Patryk Walicki

Personal information
- Date of birth: 29 May 2003 (age 23)
- Place of birth: Belgium
- Position: Midfielder

Team information
- Current team: Unia Skierniewice

Youth career
- K. Diegem Sport

Senior career*
- Years: Team / Apps / (Gls)
- 2020–2021: K. Diegem Sport / 2 / (0)
- 2021–2022: Beerschot / 1 / (0)
- 2022–2024: Gent / 0 / (0)
- 2022–2024: Gent II / 12 / (1)
- 2023–2024: → Francs Borains (loan) / 9 / (0)
- 2024–2026: Francs Borains / 2 / (0)
- 2025: → Tournai (loan) / 12 / (0)
- 2025–2026: → Royal Knokke (loan) / 11 / (0)
- 2026–: Unia Skierniewice / 0 / (0)

International career
- 2022: Poland U20 / 2 / (0)

= Patryk Walicki =

Footballer (born 2003)

Patryk Walicki (born 29 May 2003) is a professional footballer who plays as a midfielder for I liga club Unia Skierniewice. Born in Belgium, he has represented Poland internationally at youth level.

==Club career==
On 13 February 2022, Walicki made his debut for Beerschot in a 2–1 Belgian Pro League win against KV Kortrijk.

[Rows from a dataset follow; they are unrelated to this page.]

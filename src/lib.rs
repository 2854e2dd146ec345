//! # Subway Board Core Library
//!
//! This library provides the data model and the refresh/render machinery for a
//! 64×32 RGB LED matrix that shows the next trains at one platform alongside
//! the current weather. It is built for a single unattended installation: one
//! stop, one location, running until the power goes out.
//!
//! ## Design Philosophy
//!
//! ### Independent Cadences
//! - **Transit**: the real-time feed is polled every 60 seconds
//! - **Weather**: current conditions are polled every 5 minutes
//! - **Display**: the matrix is repainted every 30 seconds from whatever was
//!   last published, never waiting on either source
//!
//! ### Absolute Arrival Times
//! Arrivals are stored as absolute, time-zone-aware instants rather than
//! "minutes away". The countdown is recomputed on every paint, so a transit
//! refresh that is a minute late still yields correct numbers, and trains that
//! have already left simply drop off the board.
//!
//! ### Data Flow
//! 1. **Fetch**: GTFS-realtime feed / OpenWeather JSON over HTTP
//! 2. **Normalize**: feed entities → sorted [`ArrivalInstant`]s, JSON → [`WeatherSnapshot`]
//! 3. **Publish**: whole-value replace into [`state::DisplayState`]
//! 4. **Render**: snapshot → [`frame::Frame`] → [`frame::PixelSink`]
//!
//! ## Core Types
//! - [`ArrivalInstant`]: when a train is predicted at the monitored platform
//! - [`WeatherSnapshot`]: current/feels-like/min/max temperature plus condition
//! - [`Condition`]: the coarse weather condition used to pick an icon

use chrono::DateTime;
use chrono_tz::Tz;
use serde::{Deserialize, Serialize};
use std::fmt;

// Module declarations
pub mod assets;
pub mod clock;
pub mod config;
pub mod error;
pub mod frame;
#[cfg(test)]
pub(crate) mod http_stub;
pub mod refresher;
pub mod render_loop;
pub mod renderer;
pub mod state;
pub mod transit;
pub mod weather;

/// Predicted arrival of a train at the monitored platform.
///
/// Produced by [`transit::extract_arrivals`] from the raw feed and never
/// mutated afterwards; each transit refresh replaces the whole set.
///
/// # Example
/// ```
/// use chrono::TimeZone;
/// use chrono_tz::America::New_York;
/// use subway_board_lib::ArrivalInstant;
///
/// let at = New_York.with_ymd_and_hms(2024, 3, 1, 8, 15, 0).unwrap();
/// let arrival = ArrivalInstant::new(at);
/// assert_eq!(arrival.at(), at);
/// ```
#[derive(Clone, Copy, Debug, PartialEq, Eq, PartialOrd, Ord, Hash)]
pub struct ArrivalInstant(DateTime<Tz>);

impl ArrivalInstant {
    pub fn new(at: DateTime<Tz>) -> Self {
        Self(at)
    }

    /// The predicted arrival time in the target time zone.
    pub fn at(&self) -> DateTime<Tz> {
        self.0
    }
}

/// Coarse weather condition as reported by the `weather[0].main` field.
///
/// The four named conditions are the ones an icon ships for. Anything else the
/// upstream service reports ("Mist", "Drizzle", ...) is carried as `Other` so
/// that an icon dropped into the asset directory under the same name is still
/// picked up.
#[derive(Clone, Debug, PartialEq, Eq, Hash, Serialize, Deserialize)]
pub enum Condition {
    Clouds,
    Rain,
    Clear,
    Snow,
    Other(String),
}

impl Condition {
    /// Map an upstream condition name to a [`Condition`].
    pub fn from_name(name: &str) -> Self {
        match name {
            "Clouds" => Condition::Clouds,
            "Rain" => Condition::Rain,
            "Clear" => Condition::Clear,
            "Snow" => Condition::Snow,
            other => Condition::Other(other.to_string()),
        }
    }

    /// Upstream spelling of the condition.
    pub fn name(&self) -> &str {
        match self {
            Condition::Clouds => "Clouds",
            Condition::Rain => "Rain",
            Condition::Clear => "Clear",
            Condition::Snow => "Snow",
            Condition::Other(name) => name,
        }
    }

    /// File stem of the icon asset for this condition (`clear` → `img/clear.png`).
    pub fn icon_key(&self) -> String {
        self.name().to_lowercase()
    }
}

impl fmt::Display for Condition {
    fn fmt(&self, f: &mut fmt::Formatter<'_>) -> fmt::Result {
        f.write_str(self.name())
    }
}

/// Current conditions from one successful weather fetch, in °C.
///
/// Temperatures are kept at full precision; rounding happens at render time.
///
/// # Example
/// ```
/// use subway_board_lib::{Condition, WeatherSnapshot};
///
/// let snapshot = WeatherSnapshot {
///     current_temp: 21.4,
///     feels_like: 20.1,
///     min_temp: 19.0,
///     max_temp: 23.0,
///     condition: Some(Condition::Clear),
/// };
/// assert_eq!(snapshot.condition.unwrap().icon_key(), "clear");
/// ```
#[derive(Clone, Debug, PartialEq, Serialize, Deserialize)]
pub struct WeatherSnapshot {
    pub current_temp: f64,
    pub feels_like: f64,
    pub min_temp: f64,
    pub max_temp: f64,
    /// Absent when the response carried no usable `weather` list
    pub condition: Option<Condition>,
}
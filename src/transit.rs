//! # Transit Feed Fetching and Arrival Extraction
//!
//! The feed is a GTFS-realtime `FeedMessage` served as protobuf over HTTP:
//!
//! ```text
//! FeedMessage
//!   └─ entity[]            (one per trip)
//!        └─ trip_update?
//!             └─ stop_time_update[]
//!                  ├─ stop_id        "A42N"
//!                  └─ arrival.time   epoch seconds
//! ```
//!
//! Only the arrival times for the monitored platform survive extraction. The
//! opposite-direction platform at the same station is recognised so that its
//! records are accounted for in the logs, but it is not shown.

use crate::error::FetchError;
use crate::ArrivalInstant;
use chrono::TimeZone;
use chrono_tz::Tz;
use gtfs_rt::FeedMessage;
use log::debug;
use prost::Message;

/// The two platforms of the monitored station.
#[derive(Debug, Clone, PartialEq, Eq)]
pub struct StopPair {
    /// Platform whose arrivals are displayed
    pub monitored: String,
    /// Same station, other direction
    pub opposite: String,
}

impl StopPair {
    pub fn new(monitored: impl Into<String>, opposite: impl Into<String>) -> Self {
        Self {
            monitored: monitored.into(),
            opposite: opposite.into(),
        }
    }
}

/// Pull the monitored platform's arrivals out of a decoded feed.
///
/// Entities without a trip update, trip updates without stop-time updates and
/// stop-time updates without an arrival time are skipped. Duplicates are kept;
/// the result is sorted ascending and converted into `tz`.
pub fn extract_arrivals(feed: &FeedMessage, stops: &StopPair, tz: Tz) -> Vec<ArrivalInstant> {
    let mut arrivals = Vec::new();
    let mut opposite_seen = 0usize;

    let stop_time_updates = feed
        .entity
        .iter()
        .filter_map(|entity| entity.trip_update.as_ref())
        .flat_map(|trip_update| trip_update.stop_time_update.iter());

    for stop in stop_time_updates {
        let Some(stop_id) = stop.stop_id.as_deref() else {
            continue;
        };

        if stop_id == stops.monitored {
            let Some(epoch) = stop.arrival.as_ref().and_then(|event| event.time) else {
                continue;
            };
            if let Some(at) = tz.timestamp_opt(epoch, 0).single() {
                arrivals.push(ArrivalInstant::new(at));
            }
        } else if stop_id == stops.opposite {
            opposite_seen += 1;
        }
    }

    arrivals.sort();

    debug!(
        "Feed had {} arrivals for {} ({} for {} not shown)",
        arrivals.len(),
        stops.monitored,
        opposite_seen,
        stops.opposite
    );

    arrivals
}

/// Decode a raw GTFS-realtime protobuf body.
pub fn decode_feed(body: &[u8]) -> Result<FeedMessage, FetchError> {
    Ok(FeedMessage::decode(body)?)
}

/// HTTP client for the real-time transit feed.
#[derive(Clone)]
pub struct TransitClient {
    http: reqwest::Client,
    endpoint: String,
    api_key: String,
}

impl TransitClient {
    pub fn new(http: reqwest::Client, endpoint: impl Into<String>, api_key: impl Into<String>) -> Self {
        Self {
            http,
            endpoint: endpoint.into(),
            api_key: api_key.into(),
        }
    }

    /// Download and decode the current feed.
    ///
    /// # Errors
    /// - [`FetchError::Http`] on network failure
    /// - [`FetchError::Status`] on a non-2xx response
    /// - [`FetchError::Decode`] if the body is not a feed message
    pub async fn fetch_feed(&self) -> Result<FeedMessage, FetchError> {
        let response = self
            .http
            .get(&self.endpoint)
            .header("x-api-key", &self.api_key)
            .send()
            .await?;

        let status = response.status();
        if !status.is_success() {
            return Err(FetchError::Status(status));
        }

        let body = response.bytes().await?;
        decode_feed(&body)
    }

    /// Fetch the feed and extract the monitored platform's arrivals.
    pub async fn fetch_arrivals(
        &self,
        stops: &StopPair,
        tz: Tz,
    ) -> Result<Vec<ArrivalInstant>, FetchError> {
        let feed = self.fetch_feed().await?;
        Ok(extract_arrivals(&feed, stops, tz))
    }
}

On 21 May 2024, after spending the season with Francs Borains on loan from Gent, it was announced Walicki would be joining the Les Verts permanently on a two-year contract, with an extension option, in July that year.

On 3 February 2025, Walicki joined Tournai on loan for the rest of the season. On 6 September 2025, he moved on loan to Royal Knokke.

On 11 July 2026, Walicki signed a one-year deal with Polish second-tier club Unia Skierniewice, with an option for another year.

==Style of play==
Walicki mainly operates as a midfielder and has received comparisons to Poland international Piotr Zieliński.

==Personal life==
Walicki's parents are Polish and emigrated to Belgium in their teens. He grew up in Brussels and has an older brother.